Po czterech tygodniach występów na żywo, wczoraj poznaliśmy ostatnich finalistów pierwszej polskiej edycji _**Must be The Music**_. Do zdobycia została jeszcze dzika karta, którą otrzyma ten wykonawca, który wśród wszystkich półfinalistów dostanie największe poparcie w głosowaniu na facebooku.
W ostatnim odcinku największą sympatię widzów zdobyli Marcin Czyżewski, który wykonał ciekawie zaaranżowaną wersję hitu Lionela Richie, oraz grający "kalifornijskiego rocka" zespół Rotten Bark. Co ciekawe, w obu przypadkach jurorzy nie byli do końca zgodni w ocenach ich występów.

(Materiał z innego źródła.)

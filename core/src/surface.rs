//! Off-screen pixel buffer owned by the presentation side of the loop

/// Bytes per packed pixel.
pub const BYTES_PER_PIXEL: usize = 4;

/// Resizable off-screen pixel buffer.
///
/// Pixels are packed `0x00RRGGBB` words, rows are contiguous with no
/// padding. The buffer is owned here for the lifetime of the loop; the
/// update call only borrows it for one invocation.
#[derive(Debug, Default)]
pub struct PixelSurface {
    width: u32,
    height: u32,
    pixels: Vec<u32>,
}

impl PixelSurface {
    pub fn new(width: u32, height: u32) -> Self {
        let mut surface = Self::default();
        surface.resize(width, height);
        surface
    }

    /// Reallocate for a new client area.
    ///
    /// The new buffer is allocated before the old one is released, so there
    /// is never a moment without a valid buffer. Zero-sized requests (a
    /// minimized window) are ignored and the prior buffer is kept.
    pub fn resize(&mut self, width: u32, height: u32) {
        if width == 0 || height == 0 {
            return;
        }
        if width == self.width && height == self.height {
            return;
        }
        self.pixels = vec![0; width as usize * height as usize];
        self.width = width;
        self.height = height;
    }

    pub fn width(&self) -> u32 {
        self.width
    }

    pub fn height(&self) -> u32 {
        self.height
    }

    /// Bytes per row.
    pub fn pitch(&self) -> usize {
        self.width as usize * BYTES_PER_PIXEL
    }

    pub fn pixels(&self) -> &[u32] {
        &self.pixels
    }

    pub fn pixels_mut(&mut self) -> &mut [u32] {
        &mut self.pixels
    }

    /// The buffer as raw bytes, for texture upload.
    pub fn as_bytes(&self) -> &[u8] {
        bytemuck::cast_slice(&self.pixels)
    }
}

#[cfg(test)]
mod tests {
    use super::*;

    #[test]
    fn resize_allocates_width_height_times_four_bytes() {
        let mut surface = PixelSurface::default();
        surface.resize(0, 0);
        surface.resize(800, 600);

        assert_eq!(surface.width(), 800);
        assert_eq!(surface.height(), 600);
        assert_eq!(surface.as_bytes().len(), 800 * 600 * BYTES_PER_PIXEL);
        assert_eq!(surface.pitch(), 800 * BYTES_PER_PIXEL);
    }

    #[test]
    fn zero_sized_resize_keeps_prior_buffer() {
        let mut surface = PixelSurface::new(320, 240);
        surface.pixels_mut()[0] = 0x00FF_0000;

        surface.resize(0, 240);
        surface.resize(320, 0);

        assert_eq!(surface.width(), 320);
        assert_eq!(surface.height(), 240);
        assert_eq!(surface.pixels()[0], 0x00FF_0000);
    }

    #[test]
    fn resize_to_same_dimensions_preserves_contents() {
        let mut surface = PixelSurface::new(64, 64);
        surface.pixels_mut()[10] = 0x0000_FF00;
        surface.resize(64, 64);
        assert_eq!(surface.pixels()[10], 0x0000_FF00);
    }
}
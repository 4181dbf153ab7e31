//! Frame pacing against a fixed target period

use std::time::{Duration, Instant};

/// Fraction of the remaining frame time handed to the coarse sleep.
///
/// Sleep granularity cannot hit the target exactly, so the sleep undershoots
/// and a spin on the clock covers the rest.
const SLEEP_MARGIN: f64 = 0.98;

/// Holds the loop at a fixed iteration duration.
///
/// Each call to [`pace`](Self::pace) blocks until one full target period has
/// elapsed since the previous reference timestamp, then moves the reference
/// to now. An iteration that already overran the target is never delayed
/// further; it is counted and the loop proceeds.
#[derive(Debug)]
pub struct FrameGovernor {
    target: Duration,
    mark: Instant,
    missed_deadlines: u64,
    last_frame: Duration,
}

impl FrameGovernor {
    pub fn new(target: Duration) -> Self {
        Self {
            target,
            mark: Instant::now(),
            missed_deadlines: 0,
            last_frame: Duration::ZERO,
        }
    }

    /// Governor for a fixed update rate in Hz.
    pub fn for_update_hz(update_hz: u32) -> Self {
        Self::new(Duration::from_secs_f64(1.0 / f64::from(update_hz.max(1))))
    }

    pub fn target(&self) -> Duration {
        self.target
    }

    /// Block until the target period has elapsed, then start the next one.
    ///
    /// Returns the measured duration of the finished iteration.
    pub fn pace(&mut self) -> Duration {
        let elapsed = self.mark.elapsed();
        if elapsed < self.target {
            let coarse = (self.target - elapsed).mul_f64(SLEEP_MARGIN);
            if !coarse.is_zero() {
                std::thread::sleep(coarse);
            }
            while self.mark.elapsed() < self.target {
                std::hint::spin_loop();
            }
        } else {
            self.missed_deadlines += 1;
            tracing::debug!(
                elapsed_ms = elapsed.as_secs_f64() * 1000.0,
                target_ms = self.target.as_secs_f64() * 1000.0,
                "missed frame deadline"
            );
        }

        self.last_frame = self.mark.elapsed();
        self.mark = Instant::now();
        self.last_frame
    }

    /// Restart the reference timestamp, discarding elapsed time.
    ///
    /// Used after long stalls that should not count as missed frames
    /// (startup, window reconfiguration).
    pub fn rearm(&mut self) {
        self.mark = Instant::now();
    }

    /// Iterations that overran the target so far.
    pub fn missed_deadlines(&self) -> u64 {
        self.missed_deadlines
    }

    /// Measured duration of the most recent iteration.
    pub fn last_frame_time(&self) -> Duration {
        self.last_frame
    }
}

#[cfg(test)]
mod tests {
    use super::*;

    #[test]
    fn holds_target_period_for_idle_iterations() {
        let target = Duration::from_millis(5);
        let epsilon = Duration::from_millis(2);
        let mut governor = FrameGovernor::new(target);

        governor.rearm();
        for _ in 0..100 {
            let frame = governor.pace();
            assert!(frame >= target, "frame ended early: {frame:?}");
            assert!(
                frame <= target + epsilon,
                "frame overran target by more than {epsilon:?}: {frame:?}"
            );
        }
        assert_eq!(governor.missed_deadlines(), 0);
    }

    #[test]
    fn overrunning_iteration_is_counted_not_delayed() {
        let target = Duration::from_millis(1);
        let mut governor = FrameGovernor::new(target);

        governor.rearm();
        std::thread::sleep(Duration::from_millis(5));
        let before = Instant::now();
        let frame = governor.pace();
        let pace_cost = before.elapsed();

        assert_eq!(governor.missed_deadlines(), 1);
        assert!(frame >= Duration::from_millis(5));
        // No sleep happened: pace returned almost immediately.
        assert!(pace_cost < Duration::from_millis(2));
    }

    #[test]
    fn reference_timestamp_advances_every_iteration() {
        let mut governor = FrameGovernor::for_update_hz(1000);
        let first = governor.pace();
        let second = governor.pace();
        // Each frame is measured from its own reference, not accumulated.
        assert!(second < first + governor.target() + Duration::from_millis(5));
    }
}
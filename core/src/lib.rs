//! Kiln core - platform-independent pieces of the real-time loop
//!
//! This crate contains everything that does not touch an OS facility
//! directly: input reduction, audio write-size pacing, frame pacing, the
//! pixel buffer, configuration, and the update-call boundary. The `kiln-shell`
//! crate supplies the windowing, audio-device, and joystick backends.

pub mod audio;
pub mod config;
pub mod game;
pub mod input;
pub mod surface;
pub mod timing;

pub use audio::{AudioBlock, AudioPacer, PlaybackQueue, SubmitError};
pub use config::Config;
pub use game::Game;
pub use input::{ButtonState, ControllerSnapshot, InputFrame, InputReducer, PadEvent, VirtualButton};
pub use surface::PixelSurface;
pub use timing::FrameGovernor;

Zadbałeś o najlepszy entourage, świetnych instrumentalistów, najlepszych - komentował "wykon" Czyżewskiego Adam Sztaba. _**Bardzo dobry pomysł na utwór, barwą zachwycasz**_. Nieco innego zdania była za to Kora: Masz fantastyczny glos, takich głosów nie ma de facto. Ten glos, to wszystko razem, ci muzykanci, ty, ta piosenka, Lionel Richie, mnie to nie przekonuje. Potrzebny ci kompozytor i tekściarz, nie taki aranż. Pozytywnie oceniła go Elżbieta Zapendowska: Tu sie zadziało bardzo dobrze, Marcin jest wybitnym wokalistą!

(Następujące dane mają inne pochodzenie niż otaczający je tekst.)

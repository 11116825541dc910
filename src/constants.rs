//! Shared constants/defaults for the proxy and its clients
//!

/// Environment variable holding the provider credential.
pub const API_KEY_ENV: &str = "GEMINI_API_KEY";

/// Default base URL of the provider API.
pub const DEFAULT_PROVIDER_BASE_URL: &str = "https://generativelanguage.googleapis.com";

/// Header carrying the provider credential on upstream calls.
pub const X_GOOG_API_KEY: &str = "x-goog-api-key";

/// Path of the relay endpoint.
pub const GENERATE_PATH: &str = "/api/generate";

/// Largest request body the relay accepts (inline images travel in it).
pub const MAX_REQUEST_BODY_BYTES: usize = 10 * 1024 * 1024;

/// Model used for both variations and base images unless overridden.
pub const DEFAULT_IMAGE_MODEL: &str = "gemini-1.5-flash-latest";

/// Response format hint sent with every image request.
pub const IMAGE_RESPONSE_MIME_TYPE: &str = "image/png";

/// Body message returned when the proxy has no credential. Clients match on it.
pub const CONFIGURATION_ERROR_MESSAGE: &str = "API key is not configured on the server.";

/// Generic message for upstream failures without a structured error.
pub const GENERIC_UPSTREAM_ERROR_MESSAGE: &str = "Internal Server Error";

/// Validation message when a run is requested without image or prompt.
pub const MISSING_INPUT_MESSAGE: &str = "Please upload an image and provide at least one prompt.";
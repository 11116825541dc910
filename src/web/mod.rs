//! The key-holding relay and the optional front-end file server.

use std::num::NonZeroU16;
use std::path::Path;

use axum::Router;
use axum::extract::DefaultBodyLimit;
use tower_http::services::{ServeDir, ServeFile};
use tracing::{error, info};
use url::Url;

use crate::constants::{GENERATE_PATH, MAX_REQUEST_BODY_BYTES};

mod proxy;

use proxy::generate_handler;

/// Shared state of the relay.
#[derive(Clone)]
pub struct AppState {
    client: reqwest::Client,
    api_key: Option<String>,
    provider_base_url: Url,
}

impl std::fmt::Debug for AppState {
    fn fmt(&self, f: &mut std::fmt::Formatter<'_>) -> std::fmt::Result {
        f.debug_struct("AppState")
            .field("api_key", &self.api_key.as_ref().map(|_| "<redacted>"))
            .field("provider_base_url", &self.provider_base_url.as_str())
            .finish()
    }
}

impl AppState {
    /// A blank credential counts as unset.
    pub fn new(api_key: Option<String>, provider_base_url: Url) -> Self {
        let api_key = api_key.filter(|key| !key.trim().is_empty());

        Self {
            client: reqwest::Client::new(),
            api_key,
            provider_base_url,
        }
    }

    fn upstream_url(&self, model: &str) -> String {
        format!(
            "{}/v1beta/models/{}:generateContent",
            self.provider_base_url.as_str().trim_end_matches('/'),
            model
        )
    }
}

/// Builds the router; `static_dir`, when given, is served for every other
/// path with `index.html` as the fallback.
pub fn create_router(static_dir: Option<&Path>) -> Router<AppState> {
    let router = Router::new().route(
        GENERATE_PATH,
        axum::routing::post(generate_handler).layer(DefaultBodyLimit::max(MAX_REQUEST_BODY_BYTES)),
    );

    match static_dir {
        Some(dir) => router.fallback_service(
            ServeDir::new(dir).fallback(ServeFile::new(dir.join("index.html"))),
        ),
        None => router,
    }
}

/// Binds the listener and serves until ctrl-c.
pub async fn setup_server(
    listen_addr: &str,
    port: NonZeroU16,
    state: AppState,
    static_dir: Option<&Path>,
) -> Result<(), anyhow::Error> {
    if state.api_key.is_none() {
        info!("No provider credential configured; generation requests will be refused");
    }
    let app = create_router(static_dir).with_state(state);

    let addr = format!("{}:{}", listen_addr, port);
    info!("Server listening on http://{}", addr);
    let listener = tokio::net::TcpListener::bind(&addr).await?;
    if let Err(err) = axum::serve(listener, app)
        .with_graceful_shutdown(shutdown_signal())
        .await
    {
        error!("Server error: {}", err);
    }
    Ok(())
}

async fn shutdown_signal() {
    if let Err(err) = tokio::signal::ctrl_c().await {
        error!("Failed to listen for shutdown signal: {}", err);
        std::future::pending::<()>().await;
    }
    info!("Shutting down");
}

W przypadku Rotten Bark jurorzy nie byli przekonani, czy ich miejsce aby na pewno jest w finale. Ja się zawiodłem, niestety. Dlatego, że w tym numerze sie właściwie nic nie zadziało - argumentował rozczarowany Sztaba. Bardzo mi sie podobał wokal - taki czysty i prosty, w dobrym tego słów znaczeniu. Ale kompozycja jest prosta i miałka, jestem na nie. Zapendowska stwierdziła jednoznacznie, że kapela nie powinna przejść do kolejnego etapu: Wokalista, jesteś przestraszony, a to widać. A śpiewasz fajnie. Ty musisz być silniejszy. Myślę, że to jeszcze nie czas, abyście byli w finale tego programu. Rymowanką ich występ podsumowała Kora: Trochę wina, trochę sera, zaraz będzie atmosfera, ale nie ma!

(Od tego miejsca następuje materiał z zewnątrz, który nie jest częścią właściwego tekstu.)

//! Config handling

use tracing::log::LevelFilter;

/// Crates on the relay's transport path that log every connection and frame
/// at debug level, with the ceiling applied outside debug mode.
const TRANSPORT_MODULE_LEVELS: &[(&str, LevelFilter)] = &[
    ("tracing", LevelFilter::Warn),
    ("hyper", LevelFilter::Info),
    ("hyper_util", LevelFilter::Info),
    ("h2", LevelFilter::Info),
    ("rustls", LevelFilter::Info),
    ("reqwest", LevelFilter::Info),
    ("tower_http", LevelFilter::Info),
];

fn module_levels(debug: bool) -> &'static [(&'static str, LevelFilter)] {
    if debug { &[] } else { TRANSPORT_MODULE_LEVELS }
}

/// Sets up logging based on the debug flag. Fails if a logger is already
/// installed.
pub fn setup_logging(debug: bool) -> Result<(), Box<std::io::Error>> {
    let level = if debug {
        LevelFilter::Debug
    } else {
        LevelFilter::Info
    };

    let logger = module_levels(debug)
        .iter()
        .fold(simple_logger::SimpleLogger::new().with_level(level), |logger, (module, cap)| {
            logger.with_module_level(module, *cap)
        });
    logger.init().map_err(|err| {
        eprintln!("Failed to initialize logger: {}", err);
        Box::new(std::io::Error::other(err))
    })
}

#[cfg(test)]
mod tests {
    use super::*;

    #[test]
    fn transport_crates_are_capped_outside_debug() {
        assert!(module_levels(true).is_empty());

        let levels = module_levels(false);
        for module in ["reqwest", "hyper", "hyper_util", "h2", "tower_http"] {
            assert!(
                levels.iter().any(|(name, cap)| *name == module && *cap == LevelFilter::Info),
                "{module} should be capped at info"
            );
        }
    }

    #[test]
    fn second_logger_install_is_an_error() {
        let _ = setup_logging(true);
        assert!(setup_logging(false).is_err());
    }
}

Mimo takich opinii Rotten Bark weszli do finału z pierwszego miejsca. Za kulisami show chwalili się nagraniem nowego teledysku i wydaniem płyty. Widać więc, że prawdopodobnie osiągnęli to, co sobie zamierzyli - rozpoznawalność i rzeszę nastoletnich fanek, którym zapewne w dużej mierze zawdzięczają wczorajsze zwycięstwo.
Rozczarowaniem może być brak w finale Tomasza Cebo, którego na faworyta typowali wszyscy jurorzy. Charakterystyczny twórca z klubu NRD w Toruniu (bo wokalistą go nazwać nie można) zaprezentował się w ciekawym, kilkuminutowym widowisku, które bez wątpienia zasługiwało na kolejną rundę.
Jak oceniacie wczorajszy odcinek? I komu będziecie kibicować w finale?